Migliaccio A R, Migliaccio G, Dale D C, Hammond W P
Division of Hematology, University of Washington, Seattle.
Blood. 1990 May 15;75(10):1951-9.
The number and growth factor requirements of committed progenitor cells (colony-forming units-granulocyte/macrophage and burst-forming units-erythroid) in three patients with cyclic neutropenia (two congenital, one acquired) were studied before and during therapy with recombinant human granulocyte colony-stimulating factor (G-CSF; 3 to 10 micrograms/kg/d). When the patients with congenital disease were treated with G-CSF, the cycling of blood cells persisted, but the cycle length was shortened from 21 days to 14 days, and the amplitude of variations in blood counts increased. There was a parallel shortening of the cycle and increase of the amplitude of variations (from two- to three-fold to 10- to 100-fold) in the number of both types of circulating progenitor cells in these two patients. In the patient with acquired cyclic neutropenia, cycling of both blood cells and progenitors could not be seen. In cultures deprived of fetal bovine serum, erythroid and myeloid bone marrow progenitor cells from untreated patients and from normals differed in growth factor responsiveness. As examples, maximal growth of granulocyte/macrophage (GM) colonies was induced by granulocyte/macrophage (GM)-CSF plus G-CSF in the patients, whereas a combination of GM-CSF, G-CSF and interleukin-3 (IL-3) was required in the normals, and erythropoietin alone induced fourfold more erythroid bursts from cyclic neutropenic patients than from normal donors (46% versus 11% of the maximal colony number, respectively). The growth factor responsiveness of marrow progenitor cells slightly changed during the treatment toward the values observed with normal progenitors. These results indicate that treatment with G-CSF not only ameliorated the neutropenia, but also increased the amplitude and the frequency of oscillation of circulating progenitor cell numbers. These data are consistent with the hypothesis that G-CSF therapy affects the proliferation of the hematopoietic stem cell.

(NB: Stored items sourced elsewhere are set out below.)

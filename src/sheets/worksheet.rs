//! Worksheet trait definition.

use async_trait::async_trait;
use std::time::Duration;
use thiserror::Error;

/// Errors returned by the spreadsheet service.
#[derive(Debug, Error)]
pub enum SheetsError {
    #[error("Rate limited by the spreadsheet service")]
    RateLimited { retry_after: Option<Duration> },

    #[error("Not authorized: {0}")]
    Unauthorized(String),

    #[error("Not found: {0}")]
    NotFound(String),

    #[error("API error (status {status}): {message}")]
    Api { status: u16, message: String },

    #[error("Transport error: {0}")]
    Transport(String),

    #[error("Authentication error: {0}")]
    Auth(String),
}

impl SheetsError {
    pub fn is_rate_limited(&self) -> bool {
        matches!(self, SheetsError::RateLimited { .. })
    }
}

/// One worksheet (tab) of a spreadsheet.
///
/// Row numbers are 1-based, as shown in the spreadsheet UI; row 1 is the
/// header row.
#[async_trait]
pub trait Worksheet: Send + Sync {
    /// Every non-empty row, header first. Empty when the sheet is blank.
    async fn read_all(&self) -> Result<Vec<Vec<String>>, SheetsError>;

    /// Insert `values` as a new row at `row_number`, shifting rows below.
    async fn insert_row(&self, row_number: usize, values: &[String]) -> Result<(), SheetsError>;

    /// Add `values` after the last row.
    async fn append_row(&self, values: &[String]) -> Result<(), SheetsError>;

    /// Overwrite the cells `A{row}` through the column `values` reaches.
    async fn update_row(&self, row_number: usize, values: &[String]) -> Result<(), SheetsError>;
}

/// Spreadsheet column letters for a 1-based column index (1 → "A", 27 → "AA").
pub fn column_letters(mut column: usize) -> String {
    let mut letters = Vec::new();
    while column > 0 {
        let rem = (column - 1) % 26;
        letters.push(b'A' + rem as u8);
        column = (column - 1) / 26;
    }
    letters.reverse();
    String::from_utf8(letters).unwrap_or_default()
}

/// A1 range covering `width` cells of one row, e.g. "A5:K5".
pub fn row_range(row_number: usize, width: usize) -> String {
    format!(
        "A{row}:{col}{row}",
        row = row_number,
        col = column_letters(width.max(1))
    )
}
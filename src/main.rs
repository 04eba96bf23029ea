use anyhow::{bail, Context, Result};
use clap::{Parser, Subcommand};
use jobscout::browser::CdpPage;
use jobscout::cli_style::{
    get_styles, print_error, print_scoring_summary, print_search_summary, print_stats,
    print_success, print_sync_summary, print_warning,
};
use jobscout::extraction::{JobSearcher, Pacer};
use jobscout::llm::create_provider;
use jobscout::resume::load_resume_text;
use jobscout::scoring::JobScorer;
use jobscout::sheets::{GoogleWorksheet, SheetSync};
use jobscout::{AppConfig, CliConfig, JobStore, SqliteJobStore};
use std::fs::OpenOptions;
use std::path::{Path, PathBuf};
use std::process::ExitCode;
use std::sync::{Arc, Mutex};
use std::time::Duration;
use tracing::{error, info, level_filters::LevelFilter, warn};
use tracing_subscriber::{layer::SubscriberExt, util::SubscriberInitExt, EnvFilter};

const DEFAULT_CONFIG_FILE: &str = "jobscout.toml";
const CDP_COMMAND_TIMEOUT: Duration = Duration::from_secs(30);

fn parse_path(s: &str) -> Result<PathBuf> {
    let original_path = PathBuf::from(s);
    if original_path.is_absolute() {
        return Ok(original_path);
    }
    let cwd = std::env::current_dir()?;
    Ok(cwd.join(original_path))
}

#[derive(Parser, Debug)]
#[command(name = "jobscout", styles = get_styles())]
#[command(about = "Collect job postings, score them against your resume, and sync them to a spreadsheet")]
struct CliArgs {
    /// Path to the TOML config file. Defaults to ./jobscout.toml when present.
    #[clap(long, value_parser = parse_path)]
    pub config: Option<PathBuf>,

    /// Path to the SQLite job database.
    #[clap(long, value_parser = parse_path)]
    pub db_path: Option<PathBuf>,

    /// Also append logs to this file.
    #[clap(long, value_parser = parse_path)]
    pub log_file: Option<PathBuf>,

    #[command(subcommand)]
    command: Command,
}

#[derive(Subcommand, Debug)]
enum Command {
    /// Creates the job database, or upgrades an existing one.
    InitDb,

    /// Runs every configured search in an attached browser and stores new postings.
    SearchJobs {
        /// Skip the randomized pauses between browser actions.
        #[clap(long)]
        no_pacing: bool,
    },

    /// Scores every unscored posting against the resume and profile.
    ScoreJobs {
        /// Scoring backend (ollama, openrouter, gemini).
        #[clap(long)]
        backend: Option<String>,
    },

    /// Mirrors the job table into the configured spreadsheet.
    SyncSheet,

    /// Shows how many postings are stored, unscored and waiting to be synced.
    Stats,
}

fn init_logging(log_file: Option<&Path>) -> Result<()> {
    let file_layer = match log_file {
        Some(path) => {
            let file = OpenOptions::new()
                .create(true)
                .append(true)
                .open(path)
                .with_context(|| format!("Failed to open log file {:?}", path))?;
            Some(
                tracing_subscriber::fmt::layer()
                    .with_ansi(false)
                    .with_writer(Mutex::new(file)),
            )
        }
        None => None,
    };

    tracing_subscriber::registry()
        .with(tracing_subscriber::fmt::layer())
        .with(file_layer)
        .with(
            EnvFilter::builder()
                .with_default_directive(LevelFilter::INFO.into())
                .with_env_var("LOG_LEVEL")
                .from_env_lossy(),
        )
        .try_init()
        .context("Failed to initialize logging")
}

fn load_config(cli_args: &CliArgs) -> Result<AppConfig> {
    let (no_pacing, backend) = match &cli_args.command {
        Command::SearchJobs { no_pacing } => (*no_pacing, None),
        Command::ScoreJobs { backend } => (false, backend.clone()),
        _ => (false, None),
    };
    let cli = CliConfig {
        db_path: cli_args.db_path.clone(),
        log_file: cli_args.log_file.clone(),
        backend,
        no_pacing,
    };

    let config_path = cli_args.config.clone().or_else(|| {
        let default = PathBuf::from(DEFAULT_CONFIG_FILE);
        default.exists().then_some(default)
    });
    AppConfig::load(&cli, config_path.as_deref())
}

fn open_store(config: &AppConfig) -> Result<Arc<SqliteJobStore>> {
    config.ensure_db_dir(false)?;
    info!("Opening job database at {:?}...", config.db_path);
    Ok(Arc::new(SqliteJobStore::new(&config.db_path)?))
}

fn run_init_db(config: &AppConfig) -> Result<()> {
    config.ensure_db_dir(true)?;
    info!("Initializing job database at {:?}...", config.db_path);
    SqliteJobStore::new(&config.db_path)?;
    print_success(&format!("Job database ready at {}", config.db_path.display()));
    Ok(())
}

async fn run_search_jobs(config: &AppConfig) -> Result<()> {
    let criteria = config.search.criteria.clone();
    if criteria.pair_count() == 0 {
        bail!("No searches configured: [search] needs at least one job title and one location");
    }
    let store = open_store(config)?;

    info!("Attaching to browser at {}", config.search.cdp_url);
    let page = CdpPage::attach(&config.search.cdp_url, CDP_COMMAND_TIMEOUT)
        .await
        .with_context(|| {
            format!(
                "Failed to attach to a browser at {}; is it running with remote debugging enabled?",
                config.search.cdp_url
            )
        })?;

    let searcher = JobSearcher::new(
        Arc::new(page),
        store,
        criteria,
        config.search.base_url.clone(),
        Pacer::new(config.search.pacing),
    );
    let summary = searcher.run().await;
    print_search_summary(&summary);
    if summary.pairs_searched == 0 {
        bail!("Every search failed");
    }
    Ok(())
}

async fn run_score_jobs(config: &AppConfig) -> Result<()> {
    let resume_dir = config.resume_dir()?;
    let resume_text = load_resume_text(resume_dir)?;
    if resume_text.trim().is_empty() {
        bail!("Failed to extract any resume text from {:?}", resume_dir);
    }
    if config.profile.trim().is_empty() {
        warn!("No profile configured, scoring with the resume alone");
    }

    let store = open_store(config)?;
    let backend = config.backend()?;
    let provider = create_provider(&backend)
        .with_context(|| format!("Failed to set up scoring backend {}", backend.kind))?;

    let scorer = JobScorer::new(store, provider, config.scoring.clone());
    let summary = scorer.run(&config.profile, &resume_text).await?;
    print_scoring_summary(&summary);
    if summary.failed > 0 {
        print_warning(&format!(
            "{} jobs could not be scored and remain unscored",
            summary.failed
        ));
    }
    Ok(())
}

async fn run_sync_sheet(config: &AppConfig) -> Result<()> {
    let sheet = config.sheet()?;
    let store = open_store(config)?;

    let worksheet = GoogleWorksheet::open(&sheet.credential_path, &sheet.sheet_name)
        .await
        .with_context(|| format!("Failed to open spreadsheet '{}'", sheet.sheet_name))?;

    let sync = SheetSync::new(store, Arc::new(worksheet), sheet.sync.clone());
    let summary = sync.run().await?;
    print_sync_summary(&summary);
    Ok(())
}

fn run_stats(config: &AppConfig) -> Result<()> {
    let store = open_store(config)?;
    let stats = store.get_stats()?;
    print_stats(&config.db_path.display().to_string(), &stats);
    Ok(())
}

async fn run(cli_args: CliArgs) -> Result<()> {
    let config = load_config(&cli_args)?;
    init_logging(config.log_file.as_deref())?;

    match cli_args.command {
        Command::InitDb => run_init_db(&config),
        Command::SearchJobs { .. } => run_search_jobs(&config).await,
        Command::ScoreJobs { .. } => run_score_jobs(&config).await,
        Command::SyncSheet => run_sync_sheet(&config).await,
        Command::Stats => run_stats(&config),
    }
}

#[tokio::main]
async fn main() -> ExitCode {
    let cli_args = CliArgs::parse();

    match run(cli_args).await {
        Ok(()) => ExitCode::SUCCESS,
        Err(e) => {
            error!("{:#}", e);
            print_error(&format!("{:#}", e));
            ExitCode::FAILURE
        }
    }
}
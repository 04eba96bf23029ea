//! Search criteria and the listing site's filter vocabulary.

use serde::{Deserialize, Serialize};

/// One location to search, with its own recency window.
#[derive(Debug, Clone, PartialEq, Eq, Serialize, Deserialize)]
pub struct LocationFilter {
    pub location: String,
    #[serde(default = "default_date_posted")]
    pub date_posted: String,
}

fn default_date_posted() -> String {
    "any".to_string()
}

impl LocationFilter {
    pub fn new(location: impl Into<String>, date_posted: impl Into<String>) -> Self {
        Self {
            location: location.into(),
            date_posted: date_posted.into(),
        }
    }

    pub fn recency(&self) -> Recency {
        Recency::parse(&self.date_posted)
    }
}

/// Everything the extraction engine searches for in one run.
#[derive(Debug, Clone, Default, PartialEq, Eq)]
pub struct SearchCriteria {
    pub job_titles: Vec<String>,
    pub locations: Vec<LocationFilter>,
    pub salary_min: Option<u32>,
    pub job_types: Vec<String>,
}

impl SearchCriteria {
    /// Number of (title, location) searches a run performs.
    pub fn pair_count(&self) -> usize {
        self.job_titles.len() * self.locations.len()
    }
}

/// "Date posted" filter window.
#[derive(Debug, Clone, Copy, PartialEq, Eq)]
pub enum Recency {
    Last24Hours,
    Last3Days,
    Last7Days,
    Last14Days,
    Any,
}

impl Recency {
    /// Unknown values fall back to the 7 day window.
    pub fn parse(value: &str) -> Self {
        match value.trim() {
            "last_24_hours" => Recency::Last24Hours,
            "last_3_days" => Recency::Last3Days,
            "last_7_days" => Recency::Last7Days,
            "last_14_days" => Recency::Last14Days,
            "any" | "" => Recency::Any,
            _ => Recency::Last7Days,
        }
    }

    /// Menu entry label, `None` when no filter should be applied.
    pub fn menu_label(self) -> Option<&'static str> {
        match self {
            Recency::Last24Hours => Some("Last 24 hours"),
            Recency::Last3Days => Some("Last 3 days"),
            Recency::Last7Days => Some("Last 7 days"),
            Recency::Last14Days => Some("Last 14 days"),
            Recency::Any => None,
        }
    }
}

/// Menu entry label for a salary floor. Only the floors the site offers map.
pub fn salary_menu_label(salary_min: u32) -> Option<&'static str> {
    match salary_min {
        60_000 => Some("$60,000+"),
        80_000 => Some("$80,000+"),
        100_000 => Some("$100,000+"),
        _ => None,
    }
}

/// Checkbox id for a job type in the job type filter dialog.
pub fn job_type_checkbox_id(job_type: &str) -> Option<&'static str> {
    match job_type.trim() {
        "full_time" => Some("filter-jobtype1-0"),
        "permanent" => Some("filter-jobtype1-1"),
        "contract" => Some("filter-jobtype1-2"),
        "temporary" => Some("filter-jobtype1-4"),
        "part_time" => Some("filter-jobtype1-5"),
        "internship" => Some("filter-jobtype1-6"),
        _ => None,
    }
}
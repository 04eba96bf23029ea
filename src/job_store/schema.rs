//! SQLite schema definitions for the job database.

use crate::sqlite_column;
use crate::sqlite_persistence::{SqlType, Table, VersionedSchema, DEFAULT_LOCAL_TIMESTAMP};

/// One row per posting, keyed by the listing site's own identifier.
const JOBS_TABLE: Table = Table {
    name: "jobs",
    columns: &[
        sqlite_column!("id", SqlType::Integer, primary_key = true),
        sqlite_column!("job_id", SqlType::Text, non_null = true, unique = true),
        sqlite_column!("job_title", SqlType::Text),
        sqlite_column!("company", SqlType::Text),
        sqlite_column!("location", SqlType::Text),
        sqlite_column!("url", SqlType::Text),
        sqlite_column!("pay", SqlType::Text),
        sqlite_column!("job_type", SqlType::Text),
        sqlite_column!("shift_and_schedule", SqlType::Text),
        sqlite_column!("benefits", SqlType::Text),
        sqlite_column!("description", SqlType::Text),
        sqlite_column!("description_html", SqlType::Text),
        // Scoring
        sqlite_column!("match_score", SqlType::Integer),
        sqlite_column!("match_reason", SqlType::Text),
        sqlite_column!("likelihood_score", SqlType::Integer),
        // Timestamps
        sqlite_column!(
            "date_scraped",
            SqlType::Text,
            default_value = Some(DEFAULT_LOCAL_TIMESTAMP)
        ),
        sqlite_column!("last_synced", SqlType::Text),
        sqlite_column!(
            "date_updated",
            SqlType::Text,
            default_value = Some(DEFAULT_LOCAL_TIMESTAMP)
        ),
    ],
    indices: &[("idx_jobs_match_score", "match_score")],
};

pub const JOBS_SCHEMA: VersionedSchema = VersionedSchema {
    version: 0,
    tables: &[JOBS_TABLE],
};
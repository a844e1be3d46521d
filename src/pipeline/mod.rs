//! Plate analysis: detect, deduplicate, extract, classify, look up nutrition.
//!
//! The [`Analyzer`] owns no model or network code. The detector, the crop
//! classifier and the nutrition service are injected, so the whole flow runs
//! against synthetic regions in tests.
//!
//! Failure policy, per stage:
//! - detector error: the analysis fails;
//! - rejected crop (too small or empty): skipped, counted;
//! - store error: that region is skipped and counted, siblings continue;
//! - classifier error: record labelled [`UNKNOWN_LABEL`], no nutrition call;
//! - nutrition error: record carries "Not found".

mod report;

pub use report::{AnalysisReport, AnalysisStats, ItemRecord};

use image::RgbImage;
use log::{info, warn};

use crate::classify::{Classifier, UNKNOWN_LABEL};
use crate::error::PlatescanError;
use crate::extract::{Artifact, ArtifactStore, Extraction, Extractor};
use crate::nutrition::{NutritionField, NutritionLookup};
use crate::region::{select_regions, Region, SelectOptions};

/// Produces candidate regions for an image.
pub trait Detector {
    fn detect(&self, image: &RgbImage) -> Result<Vec<Region>, PlatescanError>;
}

impl<D: Detector + ?Sized> Detector for &D {
    fn detect(&self, image: &RgbImage) -> Result<Vec<Region>, PlatescanError> {
        (**self).detect(image)
    }
}

/// Result of the segmentation half of the pipeline.
#[derive(Debug, Default)]
pub struct Segmentation {
    pub artifacts: Vec<Artifact>,
    pub stats: AnalysisStats,
}

/// Runs detection and extraction only; no external classification.
pub fn segment<D, S>(
    detector: &D,
    select: &SelectOptions,
    extractor: &Extractor,
    image: &RgbImage,
    store: &mut S,
) -> Result<Segmentation, PlatescanError>
where
    D: Detector + ?Sized,
    S: ArtifactStore + ?Sized,
{
    let regions = detector.detect(image)?;
    let mut stats = AnalysisStats {
        detected: regions.len(),
        ..Default::default()
    };

    let kept = select_regions(regions, select);
    stats.kept = kept.len();

    let mut artifacts = Vec::with_capacity(kept.len());
    for (idx, region) in kept.iter().enumerate() {
        match extractor.extract(image, region, store) {
            Ok(Extraction::Accepted(artifact)) => artifacts.push(artifact),
            Ok(Extraction::Rejected(_)) => stats.rejected += 1,
            Err(err) => {
                warn!("kept region {} could not be stored: {}", idx, err);
                stats.failed += 1;
            }
        }
    }

    info!(
        "{} detected, {} kept, {} extracted, {} rejected, {} failed",
        stats.detected,
        stats.kept,
        artifacts.len(),
        stats.rejected,
        stats.failed
    );
    Ok(Segmentation { artifacts, stats })
}

/// Orchestrates one plate analysis with injected collaborators.
pub struct Analyzer<D, C, N> {
    detector: D,
    classifier: C,
    nutrition: N,
    select: SelectOptions,
    extractor: Extractor,
}

impl<D, C, N> Analyzer<D, C, N>
where
    D: Detector,
    C: Classifier,
    N: NutritionLookup,
{
    pub fn new(detector: D, classifier: C, nutrition: N) -> Self {
        Self {
            detector,
            classifier,
            nutrition,
            select: SelectOptions::default(),
            extractor: Extractor::default(),
        }
    }

    pub fn with_select_options(mut self, select: SelectOptions) -> Self {
        self.select = select;
        self
    }

    pub fn with_extractor(mut self, extractor: Extractor) -> Self {
        self.extractor = extractor;
        self
    }

    /// Analyzes one image, writing crops into `store`.
    ///
    /// Records come back in kept order, one per extracted crop.
    pub fn analyze<S: ArtifactStore + ?Sized>(
        &self,
        image: &RgbImage,
        store: &mut S,
    ) -> Result<AnalysisReport, PlatescanError> {
        let Segmentation {
            artifacts,
            mut stats,
        } = segment(&self.detector, &self.select, &self.extractor, image, store)?;

        let items = artifacts
            .iter()
            .map(|artifact| self.describe(artifact, &mut stats))
            .collect();

        Ok(AnalysisReport { items, stats })
    }

    fn describe(&self, artifact: &Artifact, stats: &mut AnalysisStats) -> ItemRecord {
        let file_name = artifact.handle.file_name.clone();

        let label = match self.classifier.classify(&artifact.image) {
            Ok(label) => label,
            Err(err) => {
                warn!("classification failed for {}: {}", file_name, err);
                stats.classification_failures += 1;
                return ItemRecord {
                    filename: file_name,
                    label: UNKNOWN_LABEL.to_string(),
                    nutrition: NutritionField::NotFound,
                };
            }
        };

        let nutrition = match self.nutrition.lookup(&label) {
            Ok(found) => NutritionField::from(found),
            Err(err) => {
                warn!("nutrition lookup failed for '{}': {}", label, err);
                stats.nutrition_failures += 1;
                NutritionField::NotFound
            }
        };

        ItemRecord {
            filename: file_name,
            label,
            nutrition,
        }
    }
}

研究了3例周期性中性粒细胞减少症患者(2例先天性,1例后天性)在接受重组人粒细胞集落刺激因子(G-CSF;3至10微克/千克/天)治疗之前和治疗期间定向祖细胞(集落形成单位-粒细胞/巨噬细胞和爆式红系集落形成单位)的数量及生长因子需求。先天性疾病患者接受G-CSF治疗时,血细胞的循环持续存在,但周期长度从21天缩短至14天,血细胞计数的变化幅度增加。这两名患者中两种循环祖细胞的数量均出现了周期平行缩短以及变化幅度增加(从2至3倍增至10至100倍)的情况。在后天性周期性中性粒细胞减少症患者中,未观察到血细胞和祖细胞的循环现象。在不含胎牛血清的培养物中,未经治疗的患者和正常人的红系和髓系骨髓祖细胞对生长因子的反应性有所不同。例如,患者的粒细胞/巨噬细胞(GM)集落最大生长由粒细胞/巨噬细胞(GM)-CSF加G-CSF诱导,而正常人则需要GM-CSF、G-CSF和白细胞介素-3(IL-3)的联合作用,并且单独使用促红细胞生成素时,周期性中性粒细胞减少症患者产生的红系爆式集落比正常供体多四倍(分别为最大集落数的46%和11%)。骨髓祖细胞的生长因子反应性在治疗期间略有变化,趋向于正常祖细胞所观察到的值。这些结果表明,G-CSF治疗不仅改善了中性粒细胞减少症,还增加了循环祖细胞数量的振荡幅度和频率。这些数据与G-CSF治疗影响造血干细胞增殖的假说一致。